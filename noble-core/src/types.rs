//! Core type definitions for the noble society simulation.
//!
//! Identity newtypes, simulated time, and the personality trait snapshot
//! that drives decay, gossip affinity and ripple strength.

use serde::{Deserialize, Serialize};
use std::fmt;
use uuid::Uuid;

// ---------------------------------------------------------------------------
// Identity Types
// ---------------------------------------------------------------------------

/// Unique identifier for an actor (a noble) in the campaign world.
#[derive(Debug, Clone, Copy, PartialEq, Eq, PartialOrd, Ord, Hash, Serialize, Deserialize)]
pub struct ActorId(pub Uuid);

impl ActorId {
    /// Create a new random actor ID.
    #[must_use]
    pub fn new() -> Self {
        Self(Uuid::new_v4())
    }
}

impl Default for ActorId {
    fn default() -> Self {
        Self::new()
    }
}

impl fmt::Display for ActorId {
    fn fmt(&self, f: &mut fmt::Formatter<'_>) -> fmt::Result {
        write!(f, "{}", self.0)
    }
}

/// Unique identifier for a clan (an actor's immediate affiliation).
#[derive(Debug, Clone, Copy, PartialEq, Eq, PartialOrd, Ord, Hash, Serialize, Deserialize)]
pub struct ClanId(pub Uuid);

impl ClanId {
    /// Create a new random clan ID.
    #[must_use]
    pub fn new() -> Self {
        Self(Uuid::new_v4())
    }
}

impl Default for ClanId {
    fn default() -> Self {
        Self::new()
    }
}

/// Unique identifier for a kingdom (the top-level faction above clans).
#[derive(Debug, Clone, Copy, PartialEq, Eq, PartialOrd, Ord, Hash, Serialize, Deserialize)]
pub struct KingdomId(pub Uuid);

impl KingdomId {
    /// Create a new random kingdom ID.
    #[must_use]
    pub fn new() -> Self {
        Self(Uuid::new_v4())
    }
}

impl Default for KingdomId {
    fn default() -> Self {
        Self::new()
    }
}

/// Unique identifier for a settlement (town, castle, village).
#[derive(Debug, Clone, Copy, PartialEq, Eq, PartialOrd, Ord, Hash, Serialize, Deserialize)]
pub struct SettlementId(pub Uuid);

impl SettlementId {
    /// Create a new random settlement ID.
    #[must_use]
    pub fn new() -> Self {
        Self(Uuid::new_v4())
    }
}

impl Default for SettlementId {
    fn default() -> Self {
        Self::new()
    }
}

/// A structured key for two actors.
///
/// [`ActorPair::ordered`] keeps the direction (observer → target);
/// [`ActorPair::unordered`] normalises so `(a, b)` and `(b, a)` collide.
#[derive(Debug, Clone, Copy, PartialEq, Eq, PartialOrd, Ord, Hash, Serialize, Deserialize)]
pub struct ActorPair(pub ActorId, pub ActorId);

impl ActorPair {
    /// Directional pair: `from` acts on / feels about `to`.
    #[must_use]
    pub fn ordered(from: ActorId, to: ActorId) -> Self {
        Self(from, to)
    }

    /// Direction-free pair.
    #[must_use]
    pub fn unordered(a: ActorId, b: ActorId) -> Self {
        if a <= b { Self(a, b) } else { Self(b, a) }
    }
}

// ---------------------------------------------------------------------------
// Time
// ---------------------------------------------------------------------------

/// Campaign ticks per simulated day.
pub const TICKS_PER_DAY: u64 = 24_000;

/// Simulated campaign time, measured in ticks since campaign start.
#[derive(
    Debug, Clone, Copy, Default, PartialEq, Eq, PartialOrd, Ord, Hash, Serialize, Deserialize,
)]
pub struct GameTime {
    /// Campaign tick (monotonically increasing).
    pub tick: u64,
}

impl GameTime {
    /// Campaign start.
    pub const ZERO: Self = Self { tick: 0 };

    /// Time at an exact tick.
    #[must_use]
    pub const fn from_ticks(tick: u64) -> Self {
        Self { tick }
    }

    /// Time at a (possibly fractional) day. Negative days clamp to zero.
    #[must_use]
    #[allow(clippy::cast_possible_truncation, clippy::cast_sign_loss, clippy::cast_precision_loss)]
    pub fn from_days(days: f64) -> Self {
        Self {
            tick: (days.max(0.0) * TICKS_PER_DAY as f64).round() as u64,
        }
    }

    /// This time expressed in days.
    #[must_use]
    #[allow(clippy::cast_precision_loss)]
    pub fn days(self) -> f64 {
        self.tick as f64 / TICKS_PER_DAY as f64
    }

    /// Days elapsed since `earlier`. Zero if `earlier` is in the future.
    #[must_use]
    #[allow(clippy::cast_precision_loss)]
    pub fn days_since(self, earlier: Self) -> f64 {
        self.tick.saturating_sub(earlier.tick) as f64 / TICKS_PER_DAY as f64
    }

    /// A time `days` later than this one.
    #[must_use]
    pub fn plus_days(self, days: f64) -> Self {
        Self::from_days(self.days() + days)
    }
}

impl fmt::Display for GameTime {
    fn fmt(&self, f: &mut fmt::Formatter<'_>) -> fmt::Result {
        write!(f, "day {:.2}", self.days())
    }
}

// ---------------------------------------------------------------------------
// Personality Traits
// ---------------------------------------------------------------------------

/// The personality axes this simulation reads.
#[derive(Debug, Clone, Copy, PartialEq, Eq, Hash, Serialize, Deserialize)]
pub enum PersonalityTrait {
    /// Bravery in battle.
    Valor,
    /// Leniency toward the defeated.
    Mercy,
    /// Keeping one's word.
    Honor,
    /// Open-handedness.
    Generosity,
    /// Cold, strategic thinking.
    Calculating,
}

/// Per-actor integer trait levels, typically in `-2..=2`.
#[derive(Debug, Clone, Copy, Default, PartialEq, Eq, Hash, Serialize, Deserialize)]
pub struct TraitSnapshot {
    /// Valor level.
    pub valor: i32,
    /// Mercy level.
    pub mercy: i32,
    /// Honor level.
    pub honor: i32,
    /// Generosity level.
    pub generosity: i32,
    /// Calculating level.
    pub calculating: i32,
}

impl TraitSnapshot {
    /// Level of a single trait.
    #[must_use]
    pub fn level(&self, which: PersonalityTrait) -> i32 {
        match which {
            PersonalityTrait::Valor => self.valor,
            PersonalityTrait::Mercy => self.mercy,
            PersonalityTrait::Honor => self.honor,
            PersonalityTrait::Generosity => self.generosity,
            PersonalityTrait::Calculating => self.calculating,
        }
    }

    /// Sum of the four "virtue" traits (honor, valor, generosity, mercy).
    #[must_use]
    pub fn virtue_sum(&self) -> i32 {
        self.honor + self.valor + self.generosity + self.mercy
    }
}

* What you have to do: Exactly as they appear above, transcribe the records in full.

* Answer space:
filename noble-core/src/types.rs
//! Core type definitions for the noble society simulation.
//!
//! Identity newtypes, simulated time, and the personality trait snapshot
//! that drives decay, gossip affinity and ripple strength.

use serde::{Deserialize, Serialize};
use std::fmt;
use uuid::Uuid;

// ---------------------------------------------------------------------------
// Identity Types
// ---------------------------------------------------------------------------

/// Unique identifier for an actor (a noble) in the campaign world.
#[derive(Debug, Clone, Copy, PartialEq, Eq, PartialOrd, Ord, Hash, Serialize, Deserialize)]
pub struct ActorId(pub Uuid);

impl ActorId {
    /// Create a new random actor ID.
    #[must_use]
    pub fn new() -> Self {
        Self(Uuid::new_v4())
    }
}

impl Default for ActorId {
    fn default() -> Self {
        Self::new()
    }
}

impl fmt::Display for ActorId {
    fn fmt(&self, f: &mut fmt::Formatter<'_>) -> fmt::Result {
        write!(f, "{}", self.0)
    }
}

/// Unique identifier for a clan (an actor's immediate affiliation).
#[derive(Debug, Clone, Copy, PartialEq, Eq, PartialOrd, Ord, Hash, Serialize, Deserialize)]
pub struct ClanId(pub Uuid);

impl ClanId {
    /// Create a new random clan ID.
    #[must_use]
    pub fn new() -> Self {
        Self(Uuid::new_v4())
    }
}

impl Default for ClanId {
    fn default() -> Self {
        Self::new()
    }
}

/// Unique identifier for a kingdom (the top-level faction above clans).
#[derive(Debug, Clone, Copy, PartialEq, Eq, PartialOrd, Ord, Hash, Serialize, Deserialize)]
pub struct KingdomId(pub Uuid);

impl KingdomId {
    /// Create a new random kingdom ID.
    #[must_use]
    pub fn new() -> Self {
        Self(Uuid::new_v4())
    }
}

impl Default for KingdomId {
    fn default() -> Self {
        Self::new()
    }
}

/// Unique identifier for a settlement (town, castle, village).
#[derive(Debug, Clone, Copy, PartialEq, Eq, PartialOrd, Ord, Hash, Serialize, Deserialize)]
pub struct SettlementId(pub Uuid);

impl SettlementId {
    /// Create a new random settlement ID.
    #[must_use]
    pub fn new() -> Self {
        Self(Uuid::new_v4())
    }
}

impl Default for SettlementId {
    fn default() -> Self {
        Self::new()
    }
}

/// A structured key for two actors.
///
/// [`ActorPair::ordered`] keeps the direction (observer → target);
/// [`ActorPair::unordered`] normalises so `(a, b)` and `(b, a)` collide.
#[derive(Debug, Clone, Copy, PartialEq, Eq, PartialOrd, Ord, Hash, Serialize, Deserialize)]
pub struct ActorPair(pub ActorId, pub ActorId);

impl ActorPair {
    /// Directional pair: `from` acts on / feels about `to`.
    #[must_use]
    pub fn ordered(from: ActorId, to: ActorId) -> Self {
        Self(from, to)
    }

    /// Direction-free pair.
    #[must_use]
    pub fn unordered(a: ActorId, b: ActorId) -> Self {
        if a <= b { Self(a, b) } else { Self(b, a) }
    }
}

// ---------------------------------------------------------------------------
// Time
// ---------------------------------------------------------------------------

/// Campaign ticks per simulated day.
pub const TICKS_PER_DAY: u64 = 24_000;

/// Simulated campaign time, measured in ticks since campaign start.
#[derive(
    Debug, Clone, Copy, Default, PartialEq, Eq, PartialOrd, Ord, Hash, Serialize, Deserialize,
)]
pub struct GameTime {
    /// Campaign tick (monotonically increasing).
    pub tick: u64,
}

impl GameTime {
    /// Campaign start.
    pub const ZERO: Self = Self { tick: 0 };

    /// Time at an exact tick.
    #[must_use]
    pub const fn from_ticks(tick: u64) -> Self {
        Self { tick }
    }

    /// Time at a (possibly fractional) day. Negative days clamp to zero.
    #[must_use]
    #[allow(clippy::cast_possible_truncation, clippy::cast_sign_loss, clippy::cast_precision_loss)]
    pub fn from_days(days: f64) -> Self {
        Self {
            tick: (days.max(0.0) * TICKS_PER_DAY as f64).round() as u64,
        }
    }

    /// This time expressed in days.
    #[must_use]
    #[allow(clippy::cast_precision_loss)]
    pub fn days(self) -> f64 {
        self.tick as f64 / TICKS_PER_DAY as f64
    }

    /// Days elapsed since `earlier`. Zero if `earlier` is in the future.
    #[must_use]
    #[allow(clippy::cast_precision_loss)]
    pub fn days_since(self, earlier: Self) -> f64 {
        self.tick.saturating_sub(earlier.tick) as f64 / TICKS_PER_DAY as f64
    }

    /// A time `days` later than this one.
    #[must_use]
    pub fn plus_days(self, days: f64) -> Self {
        Self::from_days(self.days() + days)
    }
}

impl fmt::Display for GameTime {
    fn fmt(&self, f: &mut fmt::Formatter<'_>) -> fmt::Result {
        write!(f, "day {:.2}", self.days())
    }
}

// ---------------------------------------------------------------------------
// Personality Traits
// ---------------------------------------------------------------------------

/// The personality axes this simulation reads.
#[derive(Debug, Clone, Copy, PartialEq, Eq, Hash, Serialize, Deserialize)]
pub enum PersonalityTrait {
    /// Bravery in battle.
    Valor,
    /// Leniency toward the defeated.
    Mercy,
    /// Keeping one's word.
    Honor,
    /// Open-handedness.
    Generosity,
    /// Cold, strategic thinking.
    Calculating,
}

/// Per-actor integer trait levels, typically in `-2..=2`.
#[derive(Debug, Clone, Copy, Default, PartialEq, Eq, Hash, Serialize, Deserialize)]
pub struct TraitSnapshot {
    /// Valor level.
    pub valor: i32,
    /// Mercy level.
    pub mercy: i32,
    /// Honor level.
    pub honor: i32,
    /// Generosity level.
    pub generosity: i32,
    /// Calculating level.
    pub calculating: i32,
}

impl TraitSnapshot {
    /// Level of a single trait.
    #[must_use]
    pub fn level(&self, which: PersonalityTrait) -> i32 {
        match which {
            PersonalityTrait::Valor => self.valor,
            PersonalityTrait::Mercy => self.mercy,
            PersonalityTrait::Honor => self.honor,
            PersonalityTrait::Generosity => self.generosity,
            PersonalityTrait::Calculating => self.calculating,
        }
    }

    /// Sum of the four "virtue" traits (honor, valor, generosity, mercy).
    #[must_use]
    pub fn virtue_sum(&self) -> i32 {
        self.honor + self.valor + self.generosity + self.mercy
    }
}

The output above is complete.